HOW TO COMPLETE THIS TASK —
Using the records below, find every line that includes "deterministic" and copy it.

RECORDS TO PROCESS —

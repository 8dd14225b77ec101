//! CSV export of pivoted aggregation results.

use std::io::Write;
use std::path::Path;

use census_map_models::PivotTable;

use crate::EngineError;

/// Writes a pivot table as CSV to any writer.
///
/// The header is `point_name` followed by the variable labels in the
/// table's column order. Missing cells are written as empty fields, not
/// zero.
///
/// # Errors
///
/// Returns [`EngineError::Csv`] if serialization or the underlying
/// write fails.
pub fn write_csv<W: Write>(table: &PivotTable, writer: W) -> Result<(), EngineError> {
    let mut csv_writer = csv::Writer::from_writer(writer);

    let mut header = Vec::with_capacity(table.columns.len() + 1);
    header.push("point_name");
    header.extend(table.columns.iter().map(String::as_str));
    csv_writer.write_record(&header)?;

    for row in &table.rows {
        let mut record = Vec::with_capacity(row.values.len() + 1);
        record.push(row.point_name.clone());
        for value in &row.values {
            record.push(value.map(|v| v.to_string()).unwrap_or_default());
        }
        csv_writer.write_record(&record)?;
    }

    csv_writer.flush().map_err(csv::Error::from)?;

    Ok(())
}

/// Writes a pivot table as a CSV file at `path`, creating or
/// truncating it.
///
/// # Errors
///
/// Returns [`EngineError::Csv`] if the file cannot be created or
/// written.
pub fn write_csv_file(table: &PivotTable, path: &Path) -> Result<(), EngineError> {
    let file = std::fs::File::create(path).map_err(csv::Error::from)?;
    write_csv(table, file)
}
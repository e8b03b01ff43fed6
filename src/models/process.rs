//! Process model.
//!
//! A process is a CPU-bound job with a known arrival time and a known
//! total burst. The immutable input record and the live per-run entity
//! are separate types: every policy run deep-copies records into its own
//! `Process` collection, so runs never share mutable state.
//!
//! # Reference
//! Stallings (2018), "Operating Systems: Internals and Design Principles", Ch. 9.1

use serde::{Deserialize, Serialize};

/// Simulation time unit. The clock, arrivals, and bursts are all ticks.
pub type Ticks = u64;

/// An immutable process description from the input layer.
#[derive(Debug, Clone, PartialEq, Eq, Serialize, Deserialize)]
pub struct ProcessRecord {
    /// Unique process identifier (e.g. "p3").
    pub id: String,
    /// Tick at which the process becomes eligible to run.
    pub arrival_time: Ticks,
    /// Total CPU time required. Must be positive.
    pub exec_time: Ticks,
}

impl ProcessRecord {
    /// Creates a new process record.
    pub fn new(id: impl Into<String>, arrival_time: Ticks, exec_time: Ticks) -> Self {
        Self {
            id: id.into(),
            arrival_time,
            exec_time,
        }
    }
}

/// A live process owned by exactly one policy run.
///
/// Embeds its input record and carries the mutable simulation state.
/// Timing fields are written only by the dispatch primitive; a process
/// is terminal once `remaining_exec_time` reaches zero.
#[derive(Debug, Clone, PartialEq, Eq, Serialize, Deserialize)]
pub struct Process {
    /// The immutable input record this process was created from.
    pub record: ProcessRecord,
    /// CPU time still required. Starts equal to `record.exec_time`.
    pub remaining_exec_time: Ticks,
    /// Start of the most recent dispatch. `None` until first dispatched.
    pub start_time: Option<Ticks>,
    /// End of the most recent slice. `None` until first dispatched.
    pub finish_time: Option<Ticks>,
    /// Accumulated time spent eligible but not running.
    pub wait_time: Ticks,
    /// `finish_time - arrival_time` as of the most recent slice.
    pub turnaround_time: Ticks,
}

impl Process {
    /// Creates a fresh process from an input record.
    pub fn new(record: ProcessRecord) -> Self {
        let remaining = record.exec_time;
        Self {
            record,
            remaining_exec_time: remaining,
            start_time: None,
            finish_time: None,
            wait_time: 0,
            turnaround_time: 0,
        }
    }

    /// Process identifier.
    #[inline]
    pub fn id(&self) -> &str {
        &self.record.id
    }

    /// Tick at which this process becomes eligible.
    #[inline]
    pub fn arrival_time(&self) -> Ticks {
        self.record.arrival_time
    }

    /// Whether the process has consumed its entire burst.
    #[inline]
    pub fn is_complete(&self) -> bool {
        self.remaining_exec_time == 0
    }

    /// Whether the process has received at least one slice.
    #[inline]
    pub fn has_run(&self) -> bool {
        self.finish_time.is_some()
    }
}

/// Numeric component of a process id ("p12" becomes 12).
///
/// Ids without digits compare as 0. Used for display ordering and for
/// deterministic tie-breaks between processes.
pub fn id_numeric_value(id: &str) -> u64 {
    let digits: String = id.chars().filter(|c| c.is_ascii_digit()).collect();
    digits.parse().unwrap_or(0)
}
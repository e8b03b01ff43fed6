//! Run outcome (solution) model.
//!
//! A run outcome is the complete result of driving one workload through
//! one policy: the terminal per-process metrics plus the dispatch trace.
//!
//! # Reference
//! Stallings (2018), "Operating Systems: Internals and Design Principles", Ch. 9.2

use serde::{Deserialize, Serialize};

use super::{DispatchTrace, Process, Ticks};

/// Terminal snapshot of a finished process.
///
/// Produced exactly when `remaining_exec_time` reaches zero; the input
/// fields are denormalized alongside the computed metrics for query and
/// display convenience.
#[derive(Debug, Clone, PartialEq, Eq, Serialize, Deserialize)]
pub struct CompletedProcess {
    /// Process identifier.
    pub id: String,
    /// Tick at which the process entered the system.
    pub arrival_time: Ticks,
    /// Total CPU time the process consumed.
    pub exec_time: Ticks,
    /// Total time spent eligible but not running.
    pub wait_time: Ticks,
    /// Time from arrival to completion.
    pub turnaround_time: Ticks,
    /// Tick at which the final slice ended.
    pub finish_time: Ticks,
}

impl From<&Process> for CompletedProcess {
    /// Snapshots a process after its final dispatch. Callers convert
    /// only once `remaining_exec_time` has reached zero, at which point
    /// both timing fields are populated.
    fn from(process: &Process) -> Self {
        Self {
            id: process.record.id.clone(),
            arrival_time: process.record.arrival_time,
            exec_time: process.record.exec_time,
            wait_time: process.wait_time,
            turnaround_time: process.turnaround_time,
            finish_time: process.finish_time.unwrap_or(0),
        }
    }
}

/// The complete result of one policy run.
#[derive(Debug, Clone, Default, PartialEq, Eq, Serialize, Deserialize)]
pub struct RunOutcome {
    /// Name of the policy that produced this outcome.
    pub policy: String,
    /// Finished processes in completion order.
    pub completed: Vec<CompletedProcess>,
    /// Dispatch events in clock order.
    pub trace: DispatchTrace,
}

impl RunOutcome {
    /// Creates an empty outcome for the named policy.
    pub fn new(policy: impl Into<String>) -> Self {
        Self {
            policy: policy.into(),
            completed: Vec::new(),
            trace: DispatchTrace::new(),
        }
    }

    /// Appends a finished process.
    pub fn add_completed(&mut self, process: CompletedProcess) {
        self.completed.push(process);
    }

    /// Number of finished processes.
    pub fn completed_count(&self) -> usize {
        self.completed.len()
    }

    /// Finds the metrics for a given process id.
    pub fn metrics_for(&self, id: &str) -> Option<&CompletedProcess> {
        self.completed.iter().find(|p| p.id == id)
    }

    /// Latest finish time across all completed processes.
    pub fn makespan(&self) -> Ticks {
        self.completed.iter().map(|p| p.finish_time).max().unwrap_or(0)
    }
}

#[cfg(test)]
mod tests {
    use super::*;
    use crate::models::ProcessRecord;

    fn make_completed(id: &str, wait: Ticks, turnaround: Ticks, finish: Ticks) -> CompletedProcess {
        CompletedProcess {
            id: id.to_string(),
            arrival_time: finish - turnaround,
            exec_time: turnaround - wait,
            wait_time: wait,
            turnaround_time: turnaround,
            finish_time: finish,
        }
    }

    fn sample_outcome() -> RunOutcome {
        let mut outcome = RunOutcome::new("RR");
        outcome.add_completed(make_completed("p2", 3, 6, 7));
        outcome.add_completed(make_completed("p3", 5, 6, 8));
        outcome.add_completed(make_completed("p1", 4, 9, 9));
        outcome
    }

    #[test]
    fn test_completed_count() {
        assert_eq!(sample_outcome().completed_count(), 3);
    }

    #[test]
    fn test_metrics_for() {
        let outcome = sample_outcome();
        let p1 = outcome.metrics_for("p1").unwrap();
        assert_eq!(p1.wait_time, 4);
        assert_eq!(p1.turnaround_time, 9);
        assert!(outcome.metrics_for("p99").is_none());
    }

    #[test]
    fn test_makespan() {
        assert_eq!(sample_outcome().makespan(), 9);
        assert_eq!(RunOutcome::new("FCFS").makespan(), 0);
    }

    #[test]
    fn test_from_process() {
        let mut process = Process::new(ProcessRecord::new("p1", 2, 5));
        process.remaining_exec_time = 0;
        process.start_time = Some(6);
        process.finish_time = Some(11);
        process.wait_time = 4;
        process.turnaround_time = 9;

        let done = CompletedProcess::from(&process);
        assert_eq!(done.id, "p1");
        assert_eq!(done.arrival_time, 2);
        assert_eq!(done.exec_time, 5);
        assert_eq!(done.wait_time, 4);
        assert_eq!(done.turnaround_time, 9);
        assert_eq!(done.finish_time, 11);
    }
}
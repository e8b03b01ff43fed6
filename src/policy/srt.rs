//! Shortest Remaining Time.
//!
//! Preemptive with a one-tick slice: every tick, the admitted process
//! with the least remaining work runs. A running process is preempted
//! the moment a shorter one becomes eligible. Ties break by earliest
//! arrival, then by numeric id, so runs are fully deterministic.
//!
//! # Reference
//! Stallings (2018), "Operating Systems: Internals and Design Principles", Ch. 9.2

use std::cmp::Ordering;

use log::debug;

use super::{ensure_valid, SchedulingPolicy, SimulationError};
use crate::dispatch::{self, UNIT_SLICE};
use crate::models::{id_numeric_value, CompletedProcess, Process, ProcessRecord, RunOutcome, Ticks};

/// Shortest Remaining Time policy.
#[derive(Debug, Clone, Copy, Default)]
pub struct ShortestRemainingTime;

/// Selection order: least remaining work, then earliest arrival, then
/// lowest numeric id. Unique ids make this a total order.
fn srt_order(a: &Process, b: &Process) -> Ordering {
    a.remaining_exec_time
        .cmp(&b.remaining_exec_time)
        .then(a.arrival_time().cmp(&b.arrival_time()))
        .then_with(|| id_numeric_value(a.id()).cmp(&id_numeric_value(b.id())))
        .then_with(|| a.id().cmp(b.id()))
}

impl SchedulingPolicy for ShortestRemainingTime {
    fn name(&self) -> &'static str {
        "SRT"
    }

    fn run(&self, workload: &[ProcessRecord]) -> Result<RunOutcome, SimulationError> {
        ensure_valid(workload)?;
        let total = workload.len();
        let mut processes: Vec<Process> = workload.iter().cloned().map(Process::new).collect();
        let mut outcome = RunOutcome::new(self.name());
        let mut clock: Ticks = 0;

        while outcome.completed_count() < total {
            let candidate = processes
                .iter()
                .enumerate()
                .filter(|(_, p)| !p.is_complete() && p.arrival_time() <= clock)
                .min_by(|(_, a), (_, b)| srt_order(a, b))
                .map(|(index, _)| index);

            let index = match candidate {
                Some(index) => index,
                None => {
                    // Nothing admitted: jump the clock to the next
                    // arrival and re-select.
                    let next_arrival = processes
                        .iter()
                        .filter(|p| !p.is_complete())
                        .map(|p| p.arrival_time())
                        .min();
                    match next_arrival {
                        Some(arrival) => {
                            clock = clock.max(arrival);
                            continue;
                        }
                        None => {
                            return Err(SimulationError::internal(
                                self.name(),
                                "no runnable process before all completed",
                            ))
                        }
                    }
                }
            };

            let process = &mut processes[index];
            outcome.trace.record(clock, process.id());
            dispatch::run_slice(process, &mut clock, UNIT_SLICE);
            if process.is_complete() {
                debug!("{} completed {} at T{}", self.name(), process.id(), clock);
                outcome.add_completed(CompletedProcess::from(&*process));
            }
        }

        Ok(outcome)
    }

    fn description(&self) -> &'static str {
        "Shortest Remaining Time"
    }
}
//! Scheduling domain models.
//!
//! Core data types for simulating short-term CPU scheduling: the
//! immutable input record, the live per-run process entity, the dispatch
//! trace, and the run outcome with terminal per-process metrics.
//!
//! Input records flow in from the parsing layer, each policy run owns an
//! independent deep copy of the live entities, and outcomes flow out to
//! the reporting layer.

mod outcome;
mod process;
mod trace;

pub use outcome::{CompletedProcess, RunOutcome};
pub use process::{id_numeric_value, Process, ProcessRecord, Ticks};
pub use trace::{DispatchEvent, DispatchTrace};
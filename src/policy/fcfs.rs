//! First-Come-First-Served.
//!
//! Non-preemptive: processes run to completion in arrival order. Idle
//! time between a completion and the next arrival is absorbed by
//! advancing the clock to the arrival before dispatching.
//!
//! # Reference
//! Stallings (2018), "Operating Systems: Internals and Design Principles", Ch. 9.2

use log::debug;

use super::{ensure_valid, SchedulingPolicy, SimulationError};
use crate::dispatch;
use crate::models::{CompletedProcess, Process, ProcessRecord, RunOutcome, Ticks};

/// First-Come-First-Served policy.
///
/// Expects the workload pre-sorted ascending by arrival time, ties
/// keeping input order.
#[derive(Debug, Clone, Copy, Default)]
pub struct Fcfs;

impl SchedulingPolicy for Fcfs {
    fn name(&self) -> &'static str {
        "FCFS"
    }

    fn run(&self, workload: &[ProcessRecord]) -> Result<RunOutcome, SimulationError> {
        ensure_valid(workload)?;
        let mut outcome = RunOutcome::new(self.name());
        let mut clock: Ticks = 0;

        for record in workload {
            let mut process = Process::new(record.clone());
            if clock < process.arrival_time() {
                clock = process.arrival_time();
            }
            outcome.trace.record(clock, process.id());
            dispatch::run_to_completion(&mut process, &mut clock);
            debug!("{} completed {} at T{}", self.name(), process.id(), clock);
            outcome.add_completed(CompletedProcess::from(&process));
        }

        Ok(outcome)
    }

    fn description(&self) -> &'static str {
        "First-Come-First-Served"
    }
}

SOLUTION —
/// deterministic tie-breaks between processes.
//! arrival, then by numeric id, so runs are fully deterministic.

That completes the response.